The Japanese Yen (JPY) regains some positive traction against a broadly weaker US Dollar (USD) during the Asian session on Thursday and reverses a part of the previous day's retracement slide from a nearly three-month low. Speculation that Japanese authorities would step in to stem further weakness in the domestic currency and the Bank of Japan's (BoJ) hawkish stance turned out to be key factors underpinning the JPY. The USD, on the other hand, remains close to a four-year low, touched on Tuesday, amid bets for further policy easing by the US Federal Reserve (Fed), and exerts some downward pressure on the USD/JPY pair.
The JPY bulls, however, seem hesitant amid concerns about Japan's fiscal health on the back of Prime Minister Sanae Takaichi's aggressive spending and tax cut plans. Furthermore, political uncertainty ahead of a snap election on February 8 and a generally positive risk tone contribute to capping gains for the safe-haven JPY. This, in turn, assists the USD/JPY pair to rebound around 50 pips from the daily low as traders now look forward to the release of the US Weekly Initial Jobless Claims for a fresh impetus. The market attention would then shift to the latest consumer inflation figures from Japan's capital city, Tokyo, due on Friday.

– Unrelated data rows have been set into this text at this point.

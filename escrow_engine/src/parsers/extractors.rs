//! Stateless text-to-field extraction helpers shared by all platform parsers.
//!
//! Extractors never fail: absence of a field is represented with `None`, garbage input yields `None` or an empty
//! list. Every extracted field is passed through [`clean_text`] before it is stored, so downstream consumers never
//! see embedded newlines or control characters.

use chrono::NaiveDate;
use regex::Regex;

/// Pattern for transfer codes: two uppercase letters, a hyphen, then 5-10 uppercase alphanumerics, e.g. `TM-ABC123`.
/// Kept in sync with [`crate::helpers::generate_transfer_code`].
pub const TRANSFER_CODE_PATTERN: &str = r"\b([A-Z]{2}-[A-Z0-9]{5,10})\b";

/// Returns the first code-shaped token in document order, or `None`.
///
/// If a body contains more than one code-shaped token (say, the escrow code plus a promo code), the first one wins.
/// Parsers that want to disambiguate should call [`extract_labeled_transfer_code`] instead.
pub fn extract_transfer_code(text: &str) -> Option<String> {
    let re = Regex::new(TRANSFER_CODE_PATTERN).unwrap();
    re.find(text).map(|m| m.as_str().to_string())
}

/// Prefers a code that sits next to a "Transfer Code" label, and only falls back to the first bare code-shaped
/// token when no labelled occurrence exists.
pub fn extract_labeled_transfer_code(text: &str) -> Option<String> {
    let re = Regex::new(r"(?i)transfer\s+code\s*[:#]?\s*([A-Z]{2}-[A-Z0-9]{5,10})\b").unwrap();
    re.captures(text).and_then(|c| c.get(1)).map(|m| m.as_str().to_string()).or_else(|| extract_transfer_code(text))
}

/// Returns every email-shaped token in the text, in document order, duplicates included.
pub fn extract_emails(text: &str) -> Vec<String> {
    let re = Regex::new(r"\b[A-Za-z0-9._%+-]+@[A-Za-z0-9.-]+\.[A-Za-z]{2,}\b").unwrap();
    re.find_iter(text).map(|m| m.as_str().to_string()).collect()
}

/// Tries a handful of common date shapes, in order:
/// 1. Prose: `Saturday, August 5, 2024` (the weekday is optional)
/// 2. `M/D/YYYY`
/// 3. `YYYY-MM-DD`
///
/// For each shape, only the first occurrence in the text is considered; if it does not parse to a valid calendar
/// date, the next shape is tried. No timezone interpretation is attempted.
pub fn extract_date(text: &str) -> Option<NaiveDate> {
    let prose = Regex::new(r"(?i)(\w+,?\s+\w+\s+\d{1,2},?\s+\d{4})").unwrap();
    if let Some(m) = prose.captures(text).and_then(|c| c.get(1)) {
        if let Some(date) = parse_prose_date(m.as_str()) {
            return Some(date);
        }
    }
    let slashed = Regex::new(r"\b(\d{1,2})/(\d{1,2})/(\d{4})\b").unwrap();
    if let Some(c) = slashed.captures(text) {
        let (m, d, y) = (c[1].parse().ok()?, c[2].parse().ok()?, c[3].parse().ok()?);
        if let Some(date) = NaiveDate::from_ymd_opt(y, m, d) {
            return Some(date);
        }
    }
    let iso = Regex::new(r"\b(\d{4}-\d{2}-\d{2})\b").unwrap();
    if let Some(m) = iso.captures(text).and_then(|c| c.get(1)) {
        if let Ok(date) = NaiveDate::parse_from_str(m.as_str(), "%Y-%m-%d") {
            return Some(date);
        }
    }
    None
}

fn parse_prose_date(s: &str) -> Option<NaiveDate> {
    // Any leading weekday token is dropped rather than validated; ticket emails routinely get it wrong.
    const FORMATS: [&str; 2] = ["%B %e, %Y", "%B %e %Y"];
    let s = clean_text(s);
    let candidates = [
        Some(s.clone()),
        s.split_once(", ").map(|(_, rest)| rest.to_string()),
        s.split_once(' ').map(|(_, rest)| rest.to_string()),
    ];
    candidates
        .into_iter()
        .flatten()
        .find_map(|c| FORMATS.iter().find_map(|fmt| NaiveDate::parse_from_str(&c, fmt).ok()))
}

/// Collapses whitespace runs to single spaces, strips non-printable-ASCII characters and trims.
///
/// Idempotent: non-printables are dropped before whitespace is collapsed, so a second pass is a no-op.
pub fn clean_text(text: &str) -> String {
    let printable = text.chars().filter(|c| (' '..='~').contains(c) || c.is_whitespace()).collect::<String>();
    printable.split_whitespace().collect::<Vec<_>>().join(" ")
}

#[cfg(test)]
mod test {
    use super::*;

    #[test]
    fn finds_transfer_codes() {
        assert_eq!(extract_transfer_code("Transfer Code: TM-ABC123"), Some("TM-ABC123".to_string()));
        assert_eq!(extract_transfer_code("code AX-XYZ789 in a sentence"), Some("AX-XYZ789".to_string()));
        assert_eq!(extract_transfer_code(""), None);
        assert_eq!(extract_transfer_code("no codes here"), None);
        // Too short a suffix
        assert_eq!(extract_transfer_code("TM-AB12"), None);
        // Lowercase never matches; codes are case-sensitive by design
        assert_eq!(extract_transfer_code("tm-abc123"), None);
    }

    #[test]
    fn first_code_wins_deterministically() {
        let body = "Promo: ZZ-PROMO99 applies. Transfer Code: TM-ABC123";
        for _ in 0..10 {
            assert_eq!(extract_transfer_code(body), Some("ZZ-PROMO99".to_string()));
        }
    }

    #[test]
    fn labeled_code_beats_document_order() {
        let body = "Promo: ZZ-PROMO99 applies. Transfer Code: TM-ABC123";
        assert_eq!(extract_labeled_transfer_code(body), Some("TM-ABC123".to_string()));
        // Without a label, document order still decides
        let bare = "ZZ-PROMO99 then TM-ABC123";
        assert_eq!(extract_labeled_transfer_code(bare), Some("ZZ-PROMO99".to_string()));
    }

    #[test]
    fn finds_all_emails_in_order() {
        let text = "From alice@example.com to escrow+axs@escrowtickets.com, cc alice@example.com";
        assert_eq!(
            extract_emails(text),
            vec!["alice@example.com", "escrow+axs@escrowtickets.com", "alice@example.com"]
        );
        assert!(extract_emails("nothing to see").is_empty());
        assert!(extract_emails("").is_empty());
    }

    #[test]
    fn extracts_dates_in_priority_order() {
        assert_eq!(
            extract_date("Date: Saturday, August 5, 2024 at 7:00 PM"),
            NaiveDate::from_ymd_opt(2024, 8, 5)
        );
        assert_eq!(extract_date("see you on 3/15/2024!"), NaiveDate::from_ymd_opt(2024, 3, 15));
        assert_eq!(extract_date("event_date=2024-01-15"), NaiveDate::from_ymd_opt(2024, 1, 15));
        assert_eq!(extract_date("the 45/99/2024 is not a date"), None);
        assert_eq!(extract_date(""), None);
    }

    #[test]
    fn extractors_survive_garbage() {
        let garbage = "\u{0}\u{7}\u{1b}[31m🎫🎫🎫 ../../ %s %n \r\n\t";
        assert_eq!(extract_transfer_code(garbage), None);
        assert!(extract_emails(garbage).is_empty());
        assert_eq!(extract_date(garbage), None);
        let _ = clean_text(garbage);
    }

    #[test]
    fn clean_text_is_idempotent() {
        let cases = [
            "  hello   world  ",
            "tabs\tand\nnewlines",
            "unicode — stripped é here",
            "ctrl\u{1}chars\u{2}too",
            "",
            "a  é  b",
        ];
        for s in cases {
            let once = clean_text(s);
            assert_eq!(clean_text(&once), once, "not idempotent for {s:?}");
        }
        assert_eq!(clean_text("tabs\tand\nnewlines"), "tabs and newlines");
        assert_eq!(clean_text("a  é  b"), "a b");
    }
}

The overnight failure to find acceptance above the 154.00 mark and rejection near the 100-day Simple Moving Average (SMA) favors the USD/JPY bears. The said handle also nears a horizontal support breakpoint and should act as a key pivotal point for short-term traders. The Moving Average Convergence Divergence (MACD) line sits below the Signal line and below zero. The histogram widens on the negative side, reinforcing downside momentum. The Relative Strength Index (RSI) at 33 signals subdued momentum near oversold.
Meanwhile, the 100-day SMA continues to rise, underscoring the broader uptrend, though the USD/JPY pair holds beneath it and maintains a bearish near-term bias. With price capped under the rising average, rebounds remain limited and the path of least resistance points lower in the near term. A daily close back above the average could alleviate pressure and shift the tone, but a persistently negative MACD and an RSI anchored in the low 30s would keep sellers in control.
(The technical analysis of this story was written with the help of an AI tool.)
The Japanese Yen (JPY) is one of the world’s most traded currencies. Its value is broadly determined by the performance of the Japanese economy, but more specifically by the Bank of Japan’s policy, the differential between Japanese and US bond yields, or risk sentiment among traders, among other factors.
One of the Bank of Japan’s mandates is currency control, so its moves are key for the Yen. The BoJ has directly intervened in currency markets sometimes, generally to lower the value of the Yen, although it refrains from doing it often due to political concerns of its main trading partners. The BoJ ultra-loose monetary policy between 2013 and 2024 caused the Yen to depreciate against its main currency peers due to an increasing policy divergence between the Bank of Japan and other main central banks. More recently, the gradually unwinding of this ultra-loose policy has given some support to the Yen.
Over the last decade, the BoJ’s stance of sticking to ultra-loose monetary policy has led to a widening policy divergence with other central banks, particularly with the US Federal Reserve. This supported a widening of the differential between the 10-year US and Japanese bonds, which favored the US Dollar against the Japanese Yen. The BoJ decision in 2024 to gradually abandon the ultra-loose policy, coupled with interest-rate cuts in other major central banks, is narrowing this differential.
The Japanese Yen is often seen as a safe-haven investment. This means that in times of market stress, investors are more likely to put their money in the Japanese currency due to its supposed reliability and stability. Turbulent times are likely to strengthen the Yen’s value against other currencies seen as more risky to invest in.